Lines holding the word "Value" are the ones to copy from the data below.

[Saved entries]

#####

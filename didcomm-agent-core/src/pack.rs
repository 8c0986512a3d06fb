//! Envelope packing and unpacking.
//!
//! Every envelope is a JSON object with a base64 `protected` header naming
//! the packing algorithm, the sender key (`skid`, absent for anoncrypt) and
//! the recipient keys. Signed envelopes carry a `payload` and `signature`,
//! encrypted ones a `ciphertext`. The cryptography itself is delegated to the
//! [`DIDCommPlugin`].

use base64::{engine::general_purpose::URL_SAFE_NO_PAD, Engine};
use serde::{Deserialize, Serialize};
use serde_json::{json, Value};
use tracing::trace;

use crate::{error::Result, plugin::DIDCommPlugin, types::PackingType, Error, PackedMessage};

/// Protected envelope header.
#[derive(Debug, Clone, PartialEq, Serialize, Deserialize)]
pub struct EnvelopeHeader {
    /// Packing algorithm
    pub alg: PackingType,
    /// Sender verification key
    #[serde(default, skip_serializing_if = "Option::is_none")]
    pub skid: Option<String>,
    /// Recipient verification keys
    pub recipients: Vec<String>,
}

impl EnvelopeHeader {
    /// Reads the protected header of a packed envelope without unpacking it.
    ///
    /// # Errors
    ///
    /// Returns an error if the envelope is not JSON or the header is malformed.
    pub fn peek(packed: &str) -> Result<Self> {
        let envelope: Value = serde_json::from_str(packed)
            .map_err(|e| Error::InvalidFormat(format!("Invalid JSON: {e}")))?;
        Self::from_envelope(&envelope)
    }

    fn from_envelope(envelope: &Value) -> Result<Self> {
        let protected = envelope
            .get("protected")
            .and_then(Value::as_str)
            .ok_or(Error::MissingField("protected"))?;
        Ok(serde_json::from_slice(&URL_SAFE_NO_PAD.decode(protected)?)?)
    }
}

/// Result of unpacking an envelope.
#[derive(Debug, Clone, PartialEq)]
pub struct UnpackedMessage {
    /// The plaintext message JSON
    pub plaintext: String,
    /// The sender verification key, unless anonymously encrypted
    pub sender_verkey: Option<String>,
    /// The recipient key the envelope was opened with
    pub recipient_verkey: String,
    /// How the envelope was packed
    pub packing: PackingType,
}

/// Pack a plaintext message for the given recipient keys.
///
/// # Errors
///
/// Returns an error if:
/// - No recipients are given
/// - A sender key is required for the packing type and missing
/// - Plugin operations (signing/encryption) fail
pub async fn pack_message(
    plaintext: &str,
    plugin: &dyn DIDCommPlugin,
    packing_type: PackingType,
    sender_verkey: Option<&str>,
    recipient_verkeys: &[String],
) -> Result<PackedMessage> {
    if recipient_verkeys.is_empty() {
        return Err(Error::InvalidFormat("At least one recipient required".into()));
    }
    let skid = match packing_type {
        PackingType::Signed | PackingType::AuthcryptV2 => Some(
            sender_verkey
                .ok_or_else(|| {
                    Error::InvalidFormat(format!("Sender key required for {packing_type:?}"))
                })?
                .to_string(),
        ),
        PackingType::AnonV2 => None,
    };
    let header = EnvelopeHeader {
        alg: packing_type,
        skid,
        recipients: recipient_verkeys.to_vec(),
    };
    let protected = URL_SAFE_NO_PAD.encode(serde_json::to_vec(&header)?);

    let envelope = match packing_type {
        PackingType::Signed => {
            let skid = header.skid.as_deref().unwrap_or_default();
            let signature = plugin.signer().sign(plaintext.as_bytes(), skid).await?;
            json!({
                "protected": protected,
                "payload": URL_SAFE_NO_PAD.encode(plaintext),
                "signature": URL_SAFE_NO_PAD.encode(signature),
            })
        }
        PackingType::AuthcryptV2 | PackingType::AnonV2 => {
            let to: Vec<&str> = recipient_verkeys.iter().map(String::as_str).collect();
            let encrypted = plugin
                .encryptor()
                .encrypt(plaintext.as_bytes(), &to, header.skid.as_deref())
                .await?;
            json!({
                "protected": protected,
                "ciphertext": URL_SAFE_NO_PAD.encode(encrypted),
            })
        }
    };
    trace!(alg = ?packing_type, recipients = recipient_verkeys.len(), "Packed message");

    Ok(PackedMessage {
        data: serde_json::to_string(&envelope)?,
        packing: packing_type,
    })
}

/// Unpack an envelope.
///
/// When `recipient` is `None` the first recipient key of the envelope is used.
///
/// # Errors
///
/// Returns an error if:
/// - The envelope is not valid JSON or base64
/// - `recipient` is not a recipient of the envelope
/// - Signature verification or decryption fails
pub async fn unpack_message(
    packed: &str,
    plugin: &dyn DIDCommPlugin,
    recipient: Option<&str>,
) -> Result<UnpackedMessage> {
    let envelope: Value = serde_json::from_str(packed)
        .map_err(|e| Error::InvalidFormat(format!("Invalid JSON: {e}")))?;
    let header = EnvelopeHeader::from_envelope(&envelope)?;

    let recipient_verkey = match recipient {
        Some(rk) if header.recipients.iter().any(|r| r == rk) => rk.to_string(),
        Some(rk) => {
            return Err(Error::Decryption(format!("Envelope not addressed to {rk}")));
        }
        None => header
            .recipients
            .first()
            .cloned()
            .ok_or(Error::MissingField("recipients"))?,
    };
    let field = |name: &'static str| {
        envelope
            .get(name)
            .and_then(Value::as_str)
            .ok_or(Error::MissingField(name))
    };

    let plaintext = match header.alg {
        PackingType::Signed => {
            let payload = URL_SAFE_NO_PAD.decode(field("payload")?)?;
            let signature = URL_SAFE_NO_PAD.decode(field("signature")?)?;
            let skid = header.skid.as_deref().ok_or(Error::MissingField("skid"))?;
            if !plugin.signer().verify(&payload, &signature, skid).await? {
                return Err(Error::Verification(format!("Invalid signature by {skid}")));
            }
            payload
        }
        PackingType::AuthcryptV2 | PackingType::AnonV2 => {
            let ciphertext = URL_SAFE_NO_PAD.decode(field("ciphertext")?)?;
            plugin
                .encryptor()
                .decrypt(&ciphertext, &recipient_verkey)
                .await?
        }
    };
    let plaintext = String::from_utf8(plaintext)
        .map_err(|e| Error::InvalidFormat(format!("Plaintext is not UTF-8: {e}")))?;

    Ok(UnpackedMessage {
        plaintext,
        sender_verkey: header.skid,
        recipient_verkey,
        packing: header.alg,
    })
}

#[cfg(test)]
mod tests {
    use super::*;
    use crate::tests::MockTestPlugin;
    use crate::Message;
    use pretty_assertions::assert_eq;
    use serde_json::json;

    fn plaintext() -> String {
        let message = Message::with_id(
            "test-1",
            "https://example.com/protocols/1.0/test",
            json!({ "hello": "world" }),
        );
        serde_json::to_string(&message).unwrap()
    }

    #[tokio::test]
    async fn test_pack_signed() -> Result<()> {
        let message = plaintext();
        let plugin = MockTestPlugin;
        let recipients = vec!["bob-key".to_string()];
        let packed = pack_message(
            &message,
            &plugin,
            PackingType::Signed,
            Some("alice-key"),
            &recipients,
        )
        .await?;

        let packed_json: Value = serde_json::from_str(&packed.data)?;
        assert!(packed_json["payload"].is_string());
        assert!(packed_json["signature"].is_string());

        let unpacked = unpack_message(&packed.data, &plugin, None).await?;
        assert_eq!(unpacked.plaintext, message);
        assert_eq!(unpacked.sender_verkey.as_deref(), Some("alice-key"));
        assert_eq!(unpacked.recipient_verkey, "bob-key");
        Ok(())
    }

    #[tokio::test]
    async fn test_pack_authcrypt() -> Result<()> {
        let message = plaintext();
        let plugin = MockTestPlugin;
        let recipients = vec!["bob-key".to_string(), "carol-key".to_string()];
        let packed = pack_message(
            &message,
            &plugin,
            PackingType::AuthcryptV2,
            Some("alice-key"),
            &recipients,
        )
        .await?;

        let header = EnvelopeHeader::peek(&packed.data)?;
        assert_eq!(header.recipients, recipients);
        assert_eq!(header.skid.as_deref(), Some("alice-key"));

        let unpacked = unpack_message(&packed.data, &plugin, Some("carol-key")).await?;
        assert_eq!(unpacked.plaintext, message);
        assert_eq!(unpacked.recipient_verkey, "carol-key");
        Ok(())
    }

    #[tokio::test]
    async fn test_anoncrypt_has_no_sender() -> Result<()> {
        let plugin = MockTestPlugin;
        let packed = pack_message(
            &plaintext(),
            &plugin,
            PackingType::AnonV2,
            Some("alice-key"),
            &["bob-key".to_string()],
        )
        .await?;
        let unpacked = unpack_message(&packed.data, &plugin, None).await?;
        assert_eq!(unpacked.sender_verkey, None);
        Ok(())
    }

    #[tokio::test]
    async fn test_pack_failures() {
        let plugin = MockTestPlugin;
        let err = pack_message(&plaintext(), &plugin, PackingType::AuthcryptV2, None, &["b".into()])
            .await
            .unwrap_err();
        assert!(matches!(err, Error::InvalidFormat(_)));

        let err = pack_message(&plaintext(), &plugin, PackingType::AnonV2, None, &[])
            .await
            .unwrap_err();
        assert!(matches!(err, Error::InvalidFormat(_)));
    }

    #[tokio::test]
    async fn test_unpack_wrong_recipient() {
        let plugin = MockTestPlugin;
        let packed = pack_message(
            &plaintext(),
            &plugin,
            PackingType::AuthcryptV2,
            Some("alice-key"),
            &["bob-key".to_string()],
        )
        .await
        .unwrap();
        let err = unpack_message(&packed.data, &plugin, Some("mallory-key"))
            .await
            .unwrap_err();
        assert!(matches!(err, Error::Decryption(_)));
    }
}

#####

§ **The completed task**
use serde_json::{json, Value};
        let envelope: Value = serde_json::from_str(packed)
    fn from_envelope(envelope: &Value) -> Result<Self> {
            .and_then(Value::as_str)
    let envelope: Value = serde_json::from_str(packed)
            .and_then(Value::as_str)
        let packed_json: Value = serde_json::from_str(&packed.data)?;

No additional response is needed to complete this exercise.